Hm, I know that Safari doesn't support 64bit wasm, which is a very important feature that Chrome and Firefox both have, but this seems to say they have "100% webassembly support".
Fascinating tracker. So we started 2025 with nearly every browser under 80% and ending the year with every browser with >98% interop? That's a lot of amazing work done by a lot of teams. Incredible!
My favorite is finally supporting `arbitrary-subdomain.localhost`. Been a real pain in the neck to add Safari-specific fallbacks for my usage of that.
I wonder if Ladybird has explored running these interop tests yet. Or maybe these are just a subset of WPT?
Safari became the new IE for a while, the amount of problems I've had with Safari CSS animations and SVGs is endless.
It's good they're trying to not make Safari suck as much.

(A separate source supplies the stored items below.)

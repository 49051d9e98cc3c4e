use anyhow::{anyhow, Result};
use futures_util::stream::StreamExt;
use tokio::sync::mpsc;
use tokio_tungstenite::tungstenite::Message;

use super::{ListerWatcher, Store};
use crate::{models::etcd::WatchEvent, objects::Object};

pub(super) struct Reflector<T: Object> {
    pub(super) lw: ListerWatcher<T>,
    pub(super) store: Store<T>,
}

#[derive(Debug)]
pub(super) enum ReflectorNotification<T> {
    Add(T),
    /// old value, new value
    Update(T, T),
    Delete(T),
}

impl<T: Object> Reflector<T> {
    /// Pulls the initial list into the store, then streams watch events
    /// until the connection drops. Returning an error here is the signal
    /// for the informer to reconnect -- this function never retries on
    /// its own.
    pub(super) async fn run(&self, tx: mpsc::Sender<ReflectorNotification<T>>) -> Result<()> {
        let initial = (self.lw.lister)(()).await?;
        {
            let mut store = self.store.write().await;
            store.clear();
            for item in initial {
                store.insert(item.key(), item);
            }
        }

        let (_, mut receiver) = (self.lw.watcher)(()).await?.split();

        loop {
            let msg: Message = receiver
                .next()
                .await
                .ok_or_else(|| anyhow!("watch stream closed by api-server"))??;

            if msg.is_close() {
                return Err(anyhow!("api-server watch disconnect"));
            }

            let Message::Text(text) = msg else {
                tracing::warn!("received non-text watch frame from api-server, ignoring");
                continue;
            };

            let event: WatchEvent = serde_json::from_str(&text)?;
            match event {
                WatchEvent::Put(e) => {
                    let new: T = serde_json::from_str(&e.object)?;
                    let mut store = self.store.write().await;
                    let old = store.insert(e.key.clone(), new.clone());
                    drop(store);
                    match old {
                        Some(old) => tx.send(ReflectorNotification::Update(old, new)).await?,
                        None => tx.send(ReflectorNotification::Add(new)).await?,
                    }
                },
                WatchEvent::Delete(e) => {
                    let mut store = self.store.write().await;
                    let old = store.remove(&e.key);
                    drop(store);
                    match old {
                        Some(old) => tx.send(ReflectorNotification::Delete(old)).await?,
                        None => tracing::warn!("watch inconsistent: key {} already gone", e.key),
                    }
                },
            }
        }
    }
}
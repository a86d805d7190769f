//! API layer for HTTP request handling and data models.
//!
//! This module contains the REST API implementation, organized into:
//!
//! - **[`handlers`]**: Axum route handlers for all API endpoints
//! - **[`models`]**: Request/response data structures for API communication
//!
//! # API Structure
//!
//! The API is divided into three functional areas:
//!
//! - **Chat** (`/api/chat`): Streaming chat completions against the model catalog
//! - **Models** (`/api/models`): Discovery of the user-selectable chat models
//! - **Files** (`/api/files/upload`): Brokered direct-to-store uploads, serving both the
//!   uploading browser and the store's completion callbacks
//!
//! # OpenAPI Documentation
//!
//! All endpoints are documented with OpenAPI annotations using `utoipa`.
//! API documentation is available at `/docs` when the server is running.

pub mod handlers;
pub mod models;
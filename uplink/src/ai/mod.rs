//! Model serving layer
//!
//! Everything between the HTTP handlers and the upstream inference providers: the slot
//! catalog clients select models from, the provider clients, and stream middleware.

pub mod catalog;
pub mod providers;
pub mod reasoning;
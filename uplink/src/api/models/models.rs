//! Wire types for the model discovery endpoint.

use serde::Serialize;
use utoipa::ToSchema;

use crate::ai::catalog::ChatModelDescriptor;

/// The chat models a client can pick from.
#[derive(Debug, Clone, Serialize, ToSchema)]
pub struct ModelsResponse {
    pub models: Vec<ChatModelDescriptor>,
    /// Slot id served when a chat request names no model
    #[schema(value_type = String)]
    pub default_model_id: &'static str,
}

Does it still expand an svg to full size if u omit width and height attributes because u control the size in a parent container? Fuck safari
I didn't realize it was tracked like this, but I have noticed that as of iOS 26, Safari has gotten a huge number of great web features. It has WebGPU of course, but many small things like fixing up missing parts of the OPFS API that make it actually usable now. Now they even have the field-sizing CSS property [0], fixing imo the most glaring ommission from CSS: the inability to make text input boxes grow to fit the input text!